Asking for support is powerful. There are far too many of us who don’t raise our hand – we’re afraid of looking ridiculous – or not knowing the answer. So, we don’t ask, and that gets in our way and holds us back.
I want to shift gears and ask Shayla about the social media following she’s built, and I ask her to share more on how she created her fantastic Instagram page.
She shares that it was actually her outlet from real estate. There was a point when she was starting to feel overwhelmed because everything was real estate focused. She felt like she was losing a little bit of herself, including the fun she normally found in the industry. “I decided to create this Instagram page to share other passions that I have,” Shayla explains. “I really enjoy clothing, fashion, getting dressed in the morning. To me, shopping is also a stress reliever. So, when I’m stressed with real estate, I pop into a local clothing store. I started this page to give myself a distraction, and over time, it has become an incredibly supportive community, which is really, really cool. They’re not all local. Actually, only 20% of my following is local; the other 80% is wherever they might be. But it’s given me that opportunity to connect with others in my province and country, and then all over the world. So that’s what I’ve built this Instagram account to be. A bit of my life, motivation, clothing – a bit of all over the map.”
Motivation is a topic I want to dig deeper with Shayla on. And I ask her to share what motivates her today, and if it’s different than the motivation of a growing family she started with.
“My motivation today still comes from the motivation that started this journey, which was I don’t have a choice. I have a family. I have a home that I have to pay for. I have a life that I have to support. I needed to get in there and give it my all and make sure that I was doing everything to the best of my ability – that still continues to today.”
“But,” Shayla continues, “It’s a little bit different of a process day to day. I love helping people and that’s a huge part of real estate. My favorite day is possession day. It is the most exciting day in a lot of people’s lives, past things like marriages and births. So, the motivation comes from seeing people happy, making people happy, being able to get out there and interact with people. Very rarely do I have to sit down and give myself a pep talk – I have found a career that genuinely makes me happy.”
I have to smile – and definitely understand why Shayla and I were instant friends when we met so many years ago. We both share that passion for making an impact. And we share that desire to show up and help other people.
I ask Shayla once more about her social media page because I am challenged with being so vulnerable and transparent online. It is very new to me because I launched my Instagram page for business this year, and I’m curious how she has grown the courage to show up and be online every day.
“You know, originally when I started it, I was consumed with the thought that everything had to be perfect. Everything had to be planned.

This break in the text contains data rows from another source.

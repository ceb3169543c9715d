//! Interval data structures for the global frame axis

/// Frame index on the project's global frame axis
pub type FrameId = i64;

/// Half-open `[start, end)` range of frames, tagged with an annotation intensity
#[derive(Debug, Clone, Copy, PartialEq, Eq, Hash, Default)]
#[cfg_attr(feature = "serde", derive(serde::Serialize, serde::Deserialize))]
pub struct Interval {
    /// First frame covered by the interval
    pub start: FrameId,
    /// First frame past the interval
    pub end: FrameId,
    /// Annotation intensity (0 when not annotated)
    #[cfg_attr(feature = "serde", serde(default))]
    pub intensity: i8,
}

impl Interval {
    /// Creates a new interval with zero intensity
    pub fn new(start: FrameId, end: FrameId) -> Self {
        Self {
            start,
            end,
            intensity: 0,
        }
    }

    /// Creates a new interval carrying an intensity
    pub fn with_intensity(start: FrameId, end: FrameId, intensity: i8) -> Self {
        Self {
            start,
            end,
            intensity,
        }
    }

    /// Returns the number of frames covered
    pub fn length(&self) -> FrameId {
        self.end - self.start
    }

    /// True when the interval covers no frame
    pub fn is_empty(&self) -> bool {
        self.end <= self.start
    }

    /// Checks whether `frame` lies inside the interval
    pub fn contains(&self, frame: FrameId) -> bool {
        frame >= self.start && frame < self.end
    }

    /// True when the two ranges share at least one frame
    pub fn overlaps(&self, other: &Interval) -> bool {
        self.start < other.end && other.start < self.end
    }

    /// Returns the overlapping part of two intervals, if any
    pub fn intersection(&self, other: &Interval) -> Option<Interval> {
        let start = self.start.max(other.start);
        let end = self.end.min(other.end);
        (start < end).then_some(Interval {
            start,
            end,
            intensity: self.intensity,
        })
    }
}

#[cfg(test)]
mod tests {
    use super::*;

    #[test]
    fn test_half_open_bounds() {
        let interval = Interval::new(10, 20);
        assert_eq!(interval.length(), 10);
        assert!(interval.contains(10));
        assert!(interval.contains(19));
        assert!(!interval.contains(20));
        assert!(!interval.contains(9));
    }

    #[test]
    fn test_touching_intervals_do_not_overlap() {
        let a = Interval::new(10, 20);
        let b = Interval::new(20, 30);
        assert!(!a.overlaps(&b));
        assert_eq!(a.intersection(&b), None);
        assert_eq!(
            a.intersection(&Interval::new(15, 40)),
            Some(Interval::new(15, 20))
        );
    }
}
impl<B: MediaBackend> Controller<B> {
    /// Opens every source of `project` and positions on the first kept frame.
    ///
    /// Fails when the project is invalid or any source cannot be opened.
    pub fn open(
        backend: &B,
        project: &Project,
        out: Box<dyn StreamSink>,
        config: PlayerConfig,
    ) -> Result<Self> {
        project.validate()?;
        let sources = SourceRegistry::open(backend, project)?;

        let features = project.feature_list();
        let mut timeline = PlayTimeline::new(project.whole_duration(), project.placements());
        let length = timeline.rebuild(&features);
        info!(
            sources = sources.len(),
            features = features.len(),
            length,
            "player opened"
        );

        let gate = Arc::new(SelectionGate::new());
        if config.settings_on_open {
            gate.request();
        }

        let mut controller = Self {
            sink: VirtualSink::live(out, config.duplicate_window),
            config,
            fps: project.fps,
            frame_duration: project.frame_duration_us(),
            sources,
            shared: Arc::new(Mutex::new(TimelineState { features, timeline })),
            gate,
            prefetch: None,
            panel: None,
            state: PlaybackState::Playing,
            current: None,
            source_ended: false,
            stats: PlaybackStats::default(),
            closed: false,
        };

        let first = controller.shared.lock().timeline.current();
        match first {
            Some(interval) => controller.enter_interval(interval, interval.start)?,
            None => controller.finish(),
        }
        Ok(controller)
    }

    /// Handle the settings UI uses to reach this player
    pub fn selection_handle(&self) -> SelectionHandle {
        SelectionHandle::new(Arc::clone(&self.gate), Arc::clone(&self.shared))
    }

    pub fn set_settings_panel(&mut self, panel: Box<dyn SettingsPanel>) {
        self.panel = Some(panel);
    }

    pub fn state(&self) -> PlaybackState {
        self.state
    }

    pub fn stats(&self) -> PlaybackStats {
        PlaybackStats {
            sink: self.sink.stats(),
            ..self.stats
        }
    }

    /// Kept interval being played
    pub fn current_interval(&self) -> Option<Interval> {
        self.current.map(|(_, interval)| interval)
    }

    /// Global frame playback has reached
    pub fn current_frame(&self) -> FrameId {
        match self.current {
            Some((_, interval)) => interval.start + self.sink.handled(),
            None => self.shared.lock().timeline.whole_duration(),
        }
    }

    /// Performs one demux step.
    ///
    /// Blocks while a settings round is open. Returns `Eof` once every kept
    /// interval has been played.
    pub fn demux(&mut self) -> Result<DemuxStatus> {
        if self.closed {
            return Ok(DemuxStatus::Eof);
        }
        if self.gate.is_pending() {
            self.await_selection()?;
        }

        loop {
            if self.state == PlaybackState::Finished {
                return Ok(DemuxStatus::Eof);
            }
            let Some((source, interval)) = self.current else {
                self.finish();
                continue;
            };
            if self.source_ended
                || self.sink.overrun()
                || self.sink.handled() >= interval.length()
            {
                self.switch_interval()?;
                continue;
            }

            let session = self
                .sources
                .get_mut(source)
                .and_then(|item| item.sessions_mut().live_mut())
                .ok_or(Error::SessionUnavailable(source))?;
            if session.demux(&mut self.sink)? == DemuxStatus::Eof {
                debug!(source, "source ended inside interval");
                self.source_ended = true;
            }
            return Ok(DemuxStatus::Continue);
        }
    }

    fn switch_interval(&mut self) -> Result<()> {
        self.state = PlaybackState::SwitchingInterval;
        let next = self.shared.lock().timeline.advance();
        match next {
            Some(interval) => {
                self.stats.interval_switches += 1;
                self.enter_interval(interval, interval.start)
            }
            None => {
                self.finish();
                Ok(())
            }
        }
    }

    fn finish(&mut self) {
        self.discard_prefetch();
        self.current = None;
        if self.state != PlaybackState::Finished {
            info!(time = self.sink.cur_time(), "playback finished");
        }
        self.state = PlaybackState::Finished;
    }

    /// Starts presenting `interval` from the global `frame`
    fn enter_interval(&mut self, interval: Interval, frame: FrameId) -> Result<()> {
        let source = self
            .sources
            .find(interval.start)
            .ok_or(Error::NoSourceFor(interval.start))?;
        let virtual_frame = self.shared.lock().timeline.virtual_frame(frame);
        let virtual_start = self.frame_time(virtual_frame);

        let item = self
            .sources
            .get(source)
            .ok_or(Error::SessionUnavailable(source))?;
        let segment = Segment {
            origin: item.local_time(interval.start),
            first_frame: frame - interval.start,
            frames: interval.length(),
            virtual_start,
            frame_duration: item.frame_duration(),
        };
        let seek_to = item.local_time(frame);

        let prepared = if segment.first_frame == 0 {
            self.wait_prepared(source, interval)
        } else {
            self.discard_prefetch();
            None
        };
        self.sink.start_segment(segment);
        self.source_ended = false;

        let arena = self
            .sources
            .get_mut(source)
            .ok_or(Error::SessionUnavailable(source))?
            .sessions_mut();
        match prepared {
            Some((session, mut shadow)) => {
                arena.restore_shadow(session);
                arena.swap();
                let live = arena.live().ok_or(Error::SessionUnavailable(source))?;
                self.sink.adopt(&live.streams())?;
                self.sink.replay(shadow.take_held())?;
                self.stats.prefetch_hits += 1;
                debug!(source, start = interval.start, "prepared session swapped in");
            }
            None => {
                let live = arena.live_mut().ok_or(Error::SessionUnavailable(source))?;
                live.seek(seek_to, true)?;
                self.sink.adopt(&live.streams())?;
                self.stats.cold_seeks += 1;
                debug!(source, frame, seek_to, "seeked live session");
            }
        }

        self.current = Some((source, interval));
        self.state = PlaybackState::Playing;
        self.start_prefetch();
        Ok(())
    }

    /// Joins the prefetch worker if it prepared `interval` of `source`
    fn wait_prepared(
        &mut self,
        source: usize,
        interval: Interval,
    ) -> Option<(B::Session, VirtualSink)> {
        let task = self.prefetch.take()?;
        if !task.matches(source, interval) {
            self.reclaim(task);
            return None;
        }
        if !task.is_ready() {
            debug!(source, start = interval.start, "waiting for prefetch worker");
            self.stats.prefetch_waits += 1;
        }
        let outcome = task.join()?;
        match outcome.result {
            Ok(()) => Some((outcome.session, outcome.sink)),
            Err(err) => {
                warn!(source, error = %err, "prefetch failed, seeking instead");
                self.stats.prefetch_failures += 1;
                self.restore_shadow(source, outcome.session);
                None
            }
        }
    }

    /// Starts preparing the interval after the current one
    fn start_prefetch(&mut self) {
        if !self.config.prefetch || self.closed {
            return;
        }
        let (next, virtual_frame) = {
            let shared = self.shared.lock();
            match shared.timeline.peek_next() {
                Some(next) => (next, shared.timeline.virtual_frame(next.start)),
                None => return,
            }
        };
        let Some(source) = self.sources.find(next.start) else {
            return;
        };
        if self
            .prefetch
            .as_ref()
            .is_some_and(|task| task.matches(source, next))
        {
            return;
        }
        self.discard_prefetch();

        let virtual_start = self.frame_time(virtual_frame);
        let window = self.config.duplicate_window;
        let Some(item) = self.sources.get_mut(source) else {
            return;
        };
        let segment = Segment {
            origin: item.local_time(next.start),
            first_frame: 0,
            frames: next.length(),
            virtual_start,
            frame_duration: item.frame_duration(),
        };
        let Some(session) = item.sessions_mut().take_shadow() else {
            debug!(source, "no shadow session to prefetch with");
            return;
        };
        let request = PrefetchRequest {
            source,
            interval: next,
            segment,
            seek_to: segment.origin,
        };
        match PrefetchTask::spawn(request, session, window) {
            Ok(task) => self.prefetch = Some(task),
            Err(err) => warn!(source, error = %err, "prefetch worker not started"),
        }
    }

    fn discard_prefetch(&mut self) {
        if let Some(task) = self.prefetch.take() {
            self.reclaim(task);
        }
    }

    /// Cancels a worker and puts its session back
    fn reclaim(&mut self, task: PrefetchTask<B::Session>) {
        task.cancel();
        let source = task.request().source;
        if let Some(outcome) = task.join() {
            self.restore_shadow(source, outcome.session);
        }
    }

    fn restore_shadow(&mut self, source: usize, session: B::Session) {
        if let Some(item) = self.sources.get_mut(source) {
            item.sessions_mut().restore_shadow(session);
        }
    }

    fn await_selection(&mut self) -> Result<()> {
        let previous = self.state;
        self.state = PlaybackState::AwaitingSelection;
        if let Some(panel) = self.panel.as_mut() {
            // The panel may query the selection handle, which takes the same lock
            let (features, kept_length) = {
                let shared = self.shared.lock();
                (shared.features.clone(), shared.timeline.length())
            };
            panel.show(&features, kept_length);
        }

        let outcome = self.gate.wait();
        if let Some(panel) = self.panel.as_mut() {
            panel.hide();
        }

        match outcome {
            Some(GateOutcome::Confirmed(request)) => self.apply_selection(&request, previous),
            Some(GateOutcome::Closed) => {
                self.finish();
                Ok(())
            }
            Some(GateOutcome::Cancelled) | None => {
                self.state = previous;
                Ok(())
            }
        }
    }

    /// Rebuilds the timeline for `request` and resumes at the saved frame
    fn apply_selection(&mut self, request: &SelectionRequest, previous: PlaybackState) -> Result<()> {
        let resume_frame = (self.sink.stats().presented > 0).then(|| self.current_frame());
        let resume = {
            let mut shared = self.shared.lock();
            let TimelineState { features, timeline } = &mut *shared;
            if let Err(err) = features.apply(request) {
                warn!(error = %err, "selection rejected");
                self.state = previous;
                return Ok(());
            }
            let length = timeline.rebuild(features);
            info!(length, "selection applied");
            match resume_frame {
                Some(frame) => timeline.reposition(frame),
                None => timeline.current().map(|interval| (interval, interval.start)),
            }
        };

        self.discard_prefetch();
        match resume {
            Some((interval, frame)) => self.enter_interval(interval, frame),
            None => {
                self.finish();
                Ok(())
            }
        }
    }

    fn frame_time(&self, frames: FrameId) -> Tick {
        (frames as f64 * self.frame_duration).round() as Tick
    }

    /// Virtual time of the next presented frame
    pub fn time(&self) -> Tick {
        self.sink.cur_time()
    }

    /// Duration of the kept timeline
    pub fn length(&self) -> Tick {
        let frames = self.shared.lock().timeline.length();
        self.frame_time(frames)
    }

    /// Time over length, 0.0-1.0
    pub fn position(&self) -> f64 {
        let length = self.length();
        if length <= 0 {
            return 0.0;
        }
        (self.time() as f64 / length as f64).clamp(0.0, 1.0)
    }

    /// Seeks to a normalized position of the kept timeline
    pub fn set_position(&mut self, position: f64) -> Result<()> {
        let target = self.shared.lock().timeline.seek(position);
        self.discard_prefetch();
        match target {
            Some((interval, frame)) => {
                info!(position, frame, "seek");
                self.enter_interval(interval, frame)
            }
            None => {
                self.finish();
                Ok(())
            }
        }
    }

    /// Seeks to a virtual time
    pub fn set_time(&mut self, time: Tick) -> Result<()> {
        let length = self.length();
        if length <= 0 {
            self.finish();
            return Ok(());
        }
        self.set_position(time as f64 / length as f64)
    }

    /// Answers a host query
    pub fn control(&mut self, query: HostQuery) -> Result<HostReply> {
        let reply = match query {
            HostQuery::CanSeek | HostQuery::CanPause | HostQuery::CanControlPace => {
                HostReply::Bool(true)
            }
            HostQuery::GetTime => HostReply::Time(self.time()),
            HostQuery::GetLength => HostReply::Time(self.length()),
            HostQuery::GetPosition => HostReply::Position(self.position()),
            HostQuery::GetFps => HostReply::Fps(self.fps),
            HostQuery::SetPosition(position) => {
                self.set_position(position)?;
                HostReply::Done
            }
            HostQuery::SetTime(time) => {
                self.set_time(time)?;
                HostReply::Done
            }
            HostQuery::Custom(query) => {
                debug!(query, "unsupported host query");
                HostReply::Unsupported
            }
        };
        Ok(reply)
    }

    /// Stops the prefetch worker and releases the output streams
    pub fn close(&mut self) {
        if self.closed {
            return;
        }
        self.closed = true;
        self.gate.close();
        self.discard_prefetch();
        self.sink.close();
        self.state = PlaybackState::Finished;
        let stats = self.stats();
        info!(
            switches = stats.interval_switches,
            prefetch_hits = stats.prefetch_hits,
            cold_seeks = stats.cold_seeks,
            presented = stats.sink.presented,
            "player closed"
        );
    }
}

I wouldn’t jump on there if I didn’t have my makeup or my hair done. It was an unrealistic expectation that actually wore on me as a person,” says Shayla. “I was worried about capturing that perfect moment, and I wasn’t truthfully enjoying it. So, as that account has expanded, I’ve tried to expand my comfort level of what I’ll share. And I find that it’s really, really important to share real life. Because if I’m always on there sharing this curated feed, and these moments where you never see me without my eyeliner – that’s not real life. And that, unfortunately, I find can set an unrealistic expectation for my followers. I have gotten caught up in that whole Instagram game where I am comparing myself to others, looking at their beautiful homes and their pretty cars and wonderful wardrobe. And that is absolutely not what I think social platforms like Instagram are for. So, I have started jumping on whether I have had a long day and my hair is in a top knot falling out, or we’re doing boring day to day things. I mean, even last night, I jumped on to admit to all of my followers that I had a tremendous amount of anxiety about being on your podcast today, even though we’re friends! And even though I am incredibly confident in what I do day to day, this was outside of the box for me and I shared that with them. I woke up this morning to over 150 messages of women in my court cheering me on. It was a little pep talk that I didn’t even know I needed.”

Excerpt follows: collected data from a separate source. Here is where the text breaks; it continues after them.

//! NTFF Player Library
//!
//! Plays the kept intervals of an annotated project as one continuous
//! stream. Provides:
//! - Output virtualization: timestamp rewriting, one output stream per kind
//!   and duplicate/gap detection
//! - Background preparation of the next interval on a shadow session
//! - The playback controller and its settings hand-off

pub mod arena;
pub mod controller;
pub mod frame_tracker;
pub mod media;
pub mod prefetch;
pub mod recording;
pub mod selection;
pub mod source;
pub mod stream_registry;
pub mod synthetic;
pub mod virtual_sink;

pub use controller::{Controller, HostQuery, HostReply, PlaybackState, PlaybackStats};
pub use media::{
    Block, BlockFlags, DemuxSession, DemuxStatus, EsFormat, EsId, MediaBackend, SinkControl,
    StreamKind, StreamSink, Tick, TICKS_PER_SECOND,
};
pub use recording::{Recording, RecordingHandle, RecordingSink};
pub use selection::{SelectionHandle, SettingsPanel};
pub use synthetic::{SyntheticBackend, SyntheticMedia};
pub use virtual_sink::{Segment, SinkStats, VirtualSink};

use ntff_core::FrameId;
use std::path::PathBuf;

/// Result type for player operations
pub type Result<T> = std::result::Result<T, Error>;

/// Error types for player operations
#[derive(Debug, thiserror::Error)]
pub enum Error {
    #[error("Core error: {0}")]
    Core(#[from] ntff_core::Error),

    #[error("IO error: {0}")]
    Io(#[from] std::io::Error),

    #[error("Failed to open source {}: {reason}", path.display())]
    SourceOpen { path: PathBuf, reason: String },

    #[error("Media error: {0}")]
    Media(#[source] Box<dyn std::error::Error + Send + Sync>),

    #[error("No source covers frame {0}")]
    NoSourceFor(FrameId),

    #[error("Session of source {0} is not available")]
    SessionUnavailable(usize),

    #[error("Prefetch cancelled")]
    PrefetchCancelled,

    #[error("Source ended before the prefetch target")]
    PrefetchEnded,
}

impl Error {
    /// Wraps an error raised by a media backend
    pub fn media(err: impl Into<Box<dyn std::error::Error + Send + Sync>>) -> Self {
        Error::Media(err.into())
    }
}

/// Player configuration
#[derive(Debug, Clone, Copy, PartialEq, Eq)]
pub struct PlayerConfig {
    /// Prepare the next interval on the shadow session
    pub prefetch: bool,
    /// Frame indices kept for duplicate and gap detection
    pub duplicate_window: usize,
    /// Halt before the first frame until the settings round resolves
    pub settings_on_open: bool,
}

impl Default for PlayerConfig {
    fn default() -> Self {
        Self {
            prefetch: true,
            duplicate_window: frame_tracker::DEFAULT_WINDOW,
            settings_on_open: false,
        }
    }
}
//! Sliding window of recently delivered frame indices

use ntff_core::FrameId;
use std::collections::VecDeque;
use tracing::{debug, warn};

/// Default number of indices kept in the window
pub const DEFAULT_WINDOW: usize = 10;

/// Classification of a pushed frame index
#[derive(Debug, Clone, Copy, PartialEq, Eq)]
pub enum FrameEvent {
    /// First delivery of this index
    Fresh,
    /// Index already delivered, or older than the window
    Duplicate,
    /// Index skips ahead of the newest delivered frame
    Gap { missing: FrameId },
}

/// Detects duplicate and missing frames in a decoder's output.
///
/// Indices are kept sorted. A single missing frame is tolerated while the
/// window has room, since decoders commonly emit one frame late; when the
/// window overflows, or a larger gap shows up, the window collapses to its
/// trailing contiguous run and the holes are counted as lost.
#[derive(Debug, Clone)]
pub struct FrameTracker {
    window: VecDeque<FrameId>,
    capacity: usize,
    duplicates: u64,
    missing: u64,
}

impl FrameTracker {
    pub fn new(capacity: usize) -> Self {
        Self {
            window: VecDeque::with_capacity(capacity + 1),
            capacity: capacity.max(1),
            duplicates: 0,
            missing: 0,
        }
    }

    /// Records a delivered frame index
    pub fn push(&mut self, index: FrameId) -> FrameEvent {
        let stale = self.window.front().is_some_and(|front| index < *front);
        if stale || self.window.binary_search(&index).is_ok() {
            self.duplicates += 1;
            debug!(index, "duplicate frame");
            return FrameEvent::Duplicate;
        }

        let last = self.window.back().copied();
        let position = self.window.partition_point(|frame| *frame < index);
        self.window.insert(position, index);

        let event = match last {
            Some(last) if index > last + 1 => {
                let missing = index - last - 1;
                if missing > 1 {
                    warn!(index, missing, "frames missing from decoder output");
                    self.coalesce();
                }
                FrameEvent::Gap { missing }
            }
            _ => FrameEvent::Fresh,
        };

        if self.window.len() > self.capacity {
            self.coalesce();
            while self.window.len() > self.capacity {
                self.window.pop_front();
            }
        }
        event
    }

    /// Keeps only the trailing contiguous run, counting the holes dropped
    fn coalesce(&mut self) {
        let Some(run_start) = (1..self.window.len())
            .rev()
            .find(|i| self.window[*i] != self.window[i - 1] + 1)
        else {
            return;
        };
        let holes: FrameId = (1..=run_start)
            .map(|i| self.window[i] - self.window[i - 1] - 1)
            .sum();
        self.missing += holes as u64;
        self.window.drain(..run_start);
    }

    /// Newest delivered index
    pub fn last(&self) -> Option<FrameId> {
        self.window.back().copied()
    }

    /// Index following the newest delivered one
    pub fn handled(&self) -> Option<FrameId> {
        self.last().map(|last| last + 1)
    }

    /// True once `target` or a later index has been delivered
    pub fn reached(&self, target: FrameId) -> bool {
        self.last().is_some_and(|last| last >= target)
    }

    pub fn window(&self) -> impl Iterator<Item = FrameId> + '_ {
        self.window.iter().copied()
    }

    pub fn duplicates(&self) -> u64 {
        self.duplicates
    }

    /// Frames confirmed lost
    pub fn missing(&self) -> u64 {
        self.missing
    }

    /// Clears the window; counters are kept
    pub fn reset(&mut self) {
        self.window.clear();
    }
}

impl Default for FrameTracker {
    fn default() -> Self {
        Self::new(DEFAULT_WINDOW)
    }
}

According to Shayla, “Being real with people, and being vulnerable, is part of why people will connect with you. Creating these, almost like fake lives is quite detrimental to people in not only how they connect with you, and that’s not my main focus, but how you view your life should be. I’ve done (quite regularly) clean sweeps of my Instagram account. I go through and I say, is this person adding value to my life? Is this person real with me as a follower? And if they’re not, I’m not afraid to unfollow. I believe people I follow are there to inspire me, drive me to be better, and show me that life isn’t always easy. Don’t get me wrong. I am not going to share the dirt – things that we go through as a family. And there’s one part of my life I don’t share on Instagram, because that is a private part of our life. It is a part that doesn’t need to be out there for everybody to know the details. So, I think finding the fine line of being vulnerable, asking what you can share, what is okay for your family to have out there – those are important questions.”

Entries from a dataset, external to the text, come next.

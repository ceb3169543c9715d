//! Play timeline: the kept intervals and the playback cursor

use crate::feature::FeatureList;
use crate::interval::{FrameId, Interval};
use crate::interval_set::IntervalSet;
use crate::selection::CombineMode;
use tracing::debug;

/// Materialized set of kept intervals plus the current-interval cursor
#[derive(Debug, Clone, Default)]
pub struct PlayTimeline {
    intervals: IntervalSet,
    cursor: Option<FrameId>,
    whole_duration: FrameId,
    placements: Vec<Interval>,
}

impl PlayTimeline {
    /// Creates an empty timeline over `[0, whole_duration)`.
    ///
    /// `placements` are the frames each source file provides. Kept
    /// intervals are clipped to them and never cross from one file to the
    /// next; an empty list serves the whole axis.
    pub fn new(whole_duration: FrameId, placements: Vec<Interval>) -> Self {
        Self {
            intervals: IntervalSet::new(),
            cursor: None,
            whole_duration,
            placements,
        }
    }

    /// Builds the kept intervals for the current feature selection
    pub fn build(features: &FeatureList, whole_duration: FrameId) -> IntervalSet {
        let domain = Interval::new(0, whole_duration);
        match features.mode() {
            CombineMode::MarkedOnly => {
                let mut keep = IntervalSet::new();
                for feature in features.iter().filter(|feature| feature.active()) {
                    for interval in feature.selected_intervals() {
                        keep.insert(*interval);
                    }
                    if feature.affects_unmarked() && !feature.inverted() {
                        for gap in &feature.unmarked(domain) {
                            keep.insert(*gap);
                        }
                    }
                }
                keep.remove(Interval::new(FrameId::MIN, domain.start));
                keep.remove(Interval::new(domain.end, FrameId::MAX));
                keep
            }
            CombineMode::Complement => {
                let mut skip = IntervalSet::new();
                for feature in features.iter() {
                    for interval in feature.intervals() {
                        if !feature.active() || !feature.is_active(interval) {
                            skip.insert(*interval);
                        }
                    }
                    if feature.active() && feature.affects_unmarked() && feature.inverted() {
                        for gap in &feature.unmarked(domain) {
                            skip.insert(*gap);
                        }
                    }
                }
                skip.complement(domain)
            }
        }
    }

    /// Recomputes the kept intervals and rewinds the cursor to the first one.
    ///
    /// Returns the kept length in frames.
    pub fn rebuild(&mut self, features: &FeatureList) -> FrameId {
        self.intervals = self.clip_to_sources(Self::build(features, self.whole_duration));
        self.rewind();

        let length = self.length();
        debug!(
            intervals = self.intervals.len(),
            length,
            mode = ?features.mode(),
            "play timeline rebuilt"
        );
        length
    }

    /// Kept length a feature selection would produce, without applying it
    pub fn preview_length(&self, features: &FeatureList) -> FrameId {
        self.clip_to_sources(Self::build(features, self.whole_duration))
            .total_length()
    }

    /// Drops frames no source provides and splits at every placement edge
    fn clip_to_sources(&self, mut intervals: IntervalSet) -> IntervalSet {
        if self.placements.is_empty() {
            return intervals;
        }
        let mut covered = IntervalSet::new();
        for placement in &self.placements {
            covered.insert(*placement);
        }
        let domain = Interval::new(0, self.whole_duration);
        for gap in &covered.complement(domain) {
            intervals.remove(*gap);
        }
        for placement in &self.placements {
            intervals.split_at(placement.start);
            intervals.split_at(placement.end);
        }
        intervals
    }

    pub fn intervals(&self) -> &IntervalSet {
        &self.intervals
    }

    pub fn whole_duration(&self) -> FrameId {
        self.whole_duration
    }

    /// Total number of kept frames
    pub fn length(&self) -> FrameId {
        self.intervals.total_length()
    }

    /// Current kept interval, `None` once playback is finished
    pub fn current(&self) -> Option<Interval> {
        self.cursor
            .and_then(|start| self.intervals.get(start))
            .copied()
    }

    pub fn is_finished(&self) -> bool {
        self.current().is_none()
    }

    /// Moves the cursor to the first kept interval
    pub fn rewind(&mut self) -> Option<Interval> {
        self.cursor = self.intervals.first().map(|interval| interval.start);
        self.current()
    }

    /// Moves the cursor to the next kept interval
    pub fn advance(&mut self) -> Option<Interval> {
        self.cursor = self
            .cursor
            .and_then(|start| self.intervals.next_after(start))
            .map(|interval| interval.start);
        self.current()
    }

    /// Kept interval that will follow the current one
    pub fn peek_next(&self) -> Option<Interval> {
        self.cursor
            .and_then(|start| self.intervals.next_after(start))
            .copied()
    }

    /// Places the cursor on the interval holding `frame`, or the next kept one.
    ///
    /// Returns the interval and the global frame playback resumes from.
    pub fn reposition(&mut self, frame: FrameId) -> Option<(Interval, FrameId)> {
        let found = self.intervals.first_at_or_after(frame).copied();
        self.cursor = found.map(|interval| interval.start);
        found.map(|interval| (interval, frame.max(interval.start)))
    }

    /// Resolves a normalized position (0.0-1.0 of the kept length).
    ///
    /// Walks the kept intervals accumulating lengths until the target frame
    /// falls inside one; returns it with the frame offset into it.
    pub fn locate(&self, position: f64) -> Option<(Interval, FrameId)> {
        let length = self.length();
        if length == 0 || !position.is_finite() {
            return None;
        }
        let target = (position.clamp(0.0, 1.0) * length as f64).round() as FrameId;
        let mut walked = 0;
        for interval in &self.intervals {
            if target < walked + interval.length() {
                return Some((*interval, target - walked));
            }
            walked += interval.length();
        }
        None
    }

    /// Moves the cursor to a normalized position.
    ///
    /// Returns the interval and the global frame to resume from; a position
    /// at or past the end finishes the timeline.
    pub fn seek(&mut self, position: f64) -> Option<(Interval, FrameId)> {
        let located = self.locate(position);
        self.cursor = located.map(|(interval, _)| interval.start);
        located.map(|(interval, offset)| (interval, interval.start + offset))
    }

    /// Number of kept frames before the global `frame`
    pub fn virtual_frame(&self, frame: FrameId) -> FrameId {
        match self.intervals.find_containing(frame) {
            Some(interval) => self.intervals.length_before(interval.start) + frame - interval.start,
            None => self
                .intervals
                .iter()
                .take_while(|interval| interval.end <= frame)
                .map(Interval::length)
                .sum(),
        }
    }
}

I find Shayla’s input incredibly helpful because I spent a lot of my early career working in a very professional setting. It was business attire, where you did your hair and makeup every day. A certain image was expected, and I associated that image with success in my mind. But as I record the podcast with Shayla, I’m sitting in the closet, wearing a V neck t-shirt, and my hair is in a top knot because I’m golfing later. I had to work hard this year to shed that perception that I have to look a certain way to be a great coach or to be a professional or to be smart. The way that I look right now is not impacting what’s in my mind. So, I think it’s a healthy perspective for those of us on social media, showing both sides and not putting out those fake images, because it creates unrealistic expectations.
I ask Shayla how she thinks she’s been able to go from being a young woman in a male-dominated industry to being the confident, fierce leader that she is today. And she talks about the importance of adapting and understanding that something that works for you originally might not work a year later or two years later. She believes that as we grow, we become more confident.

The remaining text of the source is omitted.